If your annual turnover is less than R5million then you are considered to be an exempted micro enterprise and will be able to automatically get a level 4 exemption which is basically 100% BBEEE recognition (although it is possible to get higher - go figure).

You do still have to get a BBEEE verification agency to issue you that certificate after they have checked your turnover.

If your turnover is higher, it starts getting complicated.

----------


## Marius1975

THX! That's perfect!!

----------


## Construction Media

Just remember that companies with BEE ownership qualify for a higher level of contribution under BBBEE, so you're still at a disadvantage! Also remember that while you can claim points for female ownership as an HDI (Historically Disadvantaged Individual) those points don't count towards BEE ownership. 

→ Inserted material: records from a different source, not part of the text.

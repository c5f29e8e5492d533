//! YAML configuration input for the `xtalsym` binary.

use std::path::PathBuf;

use anyhow::Context;
use serde::{Deserialize, Serialize};

use crate::drivers::point_group_detection::{
    PointGroupDetectionDriver, PointGroupDetectionParams, PointGroupDetectionResult,
};
use crate::drivers::space_group_generation::{
    SpaceGroupGenerationDriver, SpaceGroupGenerationParams, SpaceGroupGenerationResult,
};
use crate::drivers::XtalSymDriver;
use crate::interfaces::InputHandle;
use crate::io::format::{
    log_macsec_begin, log_macsec_end, log_subtitle, xtalsym_error, xtalsym_output, xtalsym_warn,
    XtalSymOutput,
};
use crate::io::{read_xtalsym_binary, XtalSymFileType};


/// An enumerated type representing possible input kinds for space-group generation from a YAML
/// input file.
#[derive(Clone, Debug, Serialize, Deserialize)]
pub enum SpaceGroupGenerationInputKind {
    /// Variant indicating that the parameters for the space-group generation driver will be
    /// specified.
    Parameters(SpaceGroupGenerationParams),

    /// Variant indicating that the space-group generation results will be read in from an
    /// [`XtalSymFileType::Sgr`] binary file. The associated string gives the name of the file
    /// without its `.xtalsym.sgr` extension.
    FromFile(String),
}

/// A structure pairing a molecular geometry with point-group detection parameters.
#[derive(Clone, Debug, Serialize, Deserialize)]
pub struct PointGroupDetectionInput {
    /// Path to an XYZ file containing the molecular geometry.
    pub xyz: PathBuf,

    /// Control parameters for point-group detection.
    pub parameters: PointGroupDetectionParams,
}

/// An enumerated type representing possible input kinds for point-group detection from a YAML
/// input file.
#[derive(Clone, Debug, Serialize, Deserialize)]
pub enum PointGroupDetectionInputKind {
    /// Variant indicating that a geometry and the parameters for the point-group detection
    /// driver will be specified.
    Parameters(PointGroupDetectionInput),

    /// Variant indicating that the point-group detection results will be read in from an
    /// [`XtalSymFileType::Pgr`] binary file. The associated string gives the name of the file
    /// without its `.xtalsym.pgr` extension.
    FromFile(String),
}

/// A structure containing `xtalsym` input parameters which can be serialised into and
/// deserialised from a YAML input file.
#[derive(Clone, Debug, Default, Serialize, Deserialize)]
pub struct Input {
    /// Specification for space-group generation. If `None`, no space group is generated.
    #[serde(default)]
    pub space_group_generation: Option<SpaceGroupGenerationInputKind>,

    /// Specification for point-group detection. If `None`, no point group is detected.
    #[serde(default)]
    pub point_group_detection: Option<PointGroupDetectionInputKind>,
}

impl Input {
    fn handle_space_group_generation(
        &self,
        sgg_inp: &SpaceGroupGenerationInputKind,
    ) -> Result<(), anyhow::Error> {
        match sgg_inp {
            SpaceGroupGenerationInputKind::Parameters(sgg_params) => {
                let mut sgg_driver = SpaceGroupGenerationDriver::builder()
                    .parameters(sgg_params)
                    .build()
                    .with_context(|| "Unable to construct a space-group generation driver")?;
                sgg_driver
                    .run()
                    .with_context(|| "Unable to execute the space-group generation driver")?;
            }
            SpaceGroupGenerationInputKind::FromFile(name) => {
                let sgg_res: SpaceGroupGenerationResult =
                    read_xtalsym_binary(name, XtalSymFileType::Sgr).with_context(|| {
                        format!(
                            "Unable to read space-group generation results from {name}.{}",
                            XtalSymFileType::Sgr.ext()
                        )
                    })?;
                log_subtitle(&format!(
                    "Space-group generation results read in from {name}.{}",
                    XtalSymFileType::Sgr.ext()
                ));
                xtalsym_output!("");
                sgg_res.log_output_display();
                xtalsym_output!("");
            }
        }
        Ok(())
    }

    fn handle_point_group_detection(
        &self,
        pgd_inp: &PointGroupDetectionInputKind,
    ) -> Result<(), anyhow::Error> {
        match pgd_inp {
            PointGroupDetectionInputKind::Parameters(pgd_input) => {
                let xyz = pgd_input.xyz.to_string_lossy().to_string();
                let mut pgd_driver = PointGroupDetectionDriver::builder()
                    .parameters(&pgd_input.parameters)
                    .xyz(Some(xyz))
                    .build()
                    .with_context(|| "Unable to construct a point-group detection driver")?;
                pgd_driver
                    .run()
                    .with_context(|| "Unable to execute the point-group detection driver")?;
            }
            PointGroupDetectionInputKind::FromFile(name) => {
                let pgd_res: PointGroupDetectionResult =
                    read_xtalsym_binary(name, XtalSymFileType::Pgr).with_context(|| {
                        format!(
                            "Unable to read point-group detection results from {name}.{}",
                            XtalSymFileType::Pgr.ext()
                        )
                    })?;
                log_subtitle(&format!(
                    "Point-group detection results read in from {name}.{}",
                    XtalSymFileType::Pgr.ext()
                ));
                xtalsym_output!("");
                pgd_res.log_output_display();
                xtalsym_output!("");
            }
        }
        Ok(())
    }
}

impl InputHandle for Input {
    fn handle(&self) -> Result<(), anyhow::Error> {
        if self.space_group_generation.is_none() && self.point_group_detection.is_none() {
            xtalsym_warn!("Nothing to do: neither space-group generation nor point-group detection is requested.");
            return Ok(());
        }
        if let Some(sgg_inp) = self.space_group_generation.as_ref() {
            log_macsec_begin("Space-group generation");
            xtalsym_output!("");
            self.handle_space_group_generation(sgg_inp).map_err(|err| {
                xtalsym_error!("Space-group generation failed: {err:#}");
                err
            })?;
            log_macsec_end("Space-group generation");
            xtalsym_output!("");
        }
        if let Some(pgd_inp) = self.point_group_detection.as_ref() {
            log_macsec_begin("Point-group detection");
            xtalsym_output!("");
            self.handle_point_group_detection(pgd_inp).map_err(|err| {
                xtalsym_error!("Point-group detection failed: {err:#}");
                err
            })?;
            log_macsec_end("Point-group detection");
            xtalsym_output!("");
        }
        Ok(())
    }
}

If you're planning to do business with government or parastatals, you should probably look into setting up a PDI company as a subsidiary, with someone you know, like and trust as your director, and use that company to tender. Remember that when you are tendering on government projects, you recieve a score, and that score is used to calculate a price change (you still get paid what you bid, but your tender is evaluated based on the adjusted rate) that means that even BEE companies who's price is higher, might get a contract that you bid on on price!

I used to workin tendering, marketing and estimating in the construction field, so I have hands on knowledge of how this all works. Hope that helps!

----------


## sterne.law@gmail.com

> You do still have to get a BBEEE verification agency to issue you that certificate after they have checked your turnover.
> 
> If your turnover is higher, it starts getting complicated.


You do not need a verification agency (at a cost of about R7500), where you use the turnover threshold. An affidavit or audited statements from accountant/accounting officer, or for a start up deposing to turnover predictions, will suffice. Submit to department with the neccessary paperwork and you will have the 100% rating for about R275 give or take.Of course if you do wish to get a higher rating then you need to do the scorecard and verification etc, ect

----------

BusFact (18-Mar-11)

----------


## BusFact

> You do not need a verification agency (at a cost of about R7500), where you use the turnover threshold. An affidavit or audited statements from accountant/accounting officer, or for a start up deposing to turnover predictions, will suffice. Submit to department with the neccessary paperwork and you will have the 100% rating for about R275 give or take.Of course if you do wish to get a higher rating then you need to do the scorecard and verification etc, ect


You could well be right, but I thought that had changed a while back. I may be wrong though. In any event, if its an EME, the verification agency should do it for a lot less than R7500, closer to R1000. I have a QSE which is going to cost around R7500.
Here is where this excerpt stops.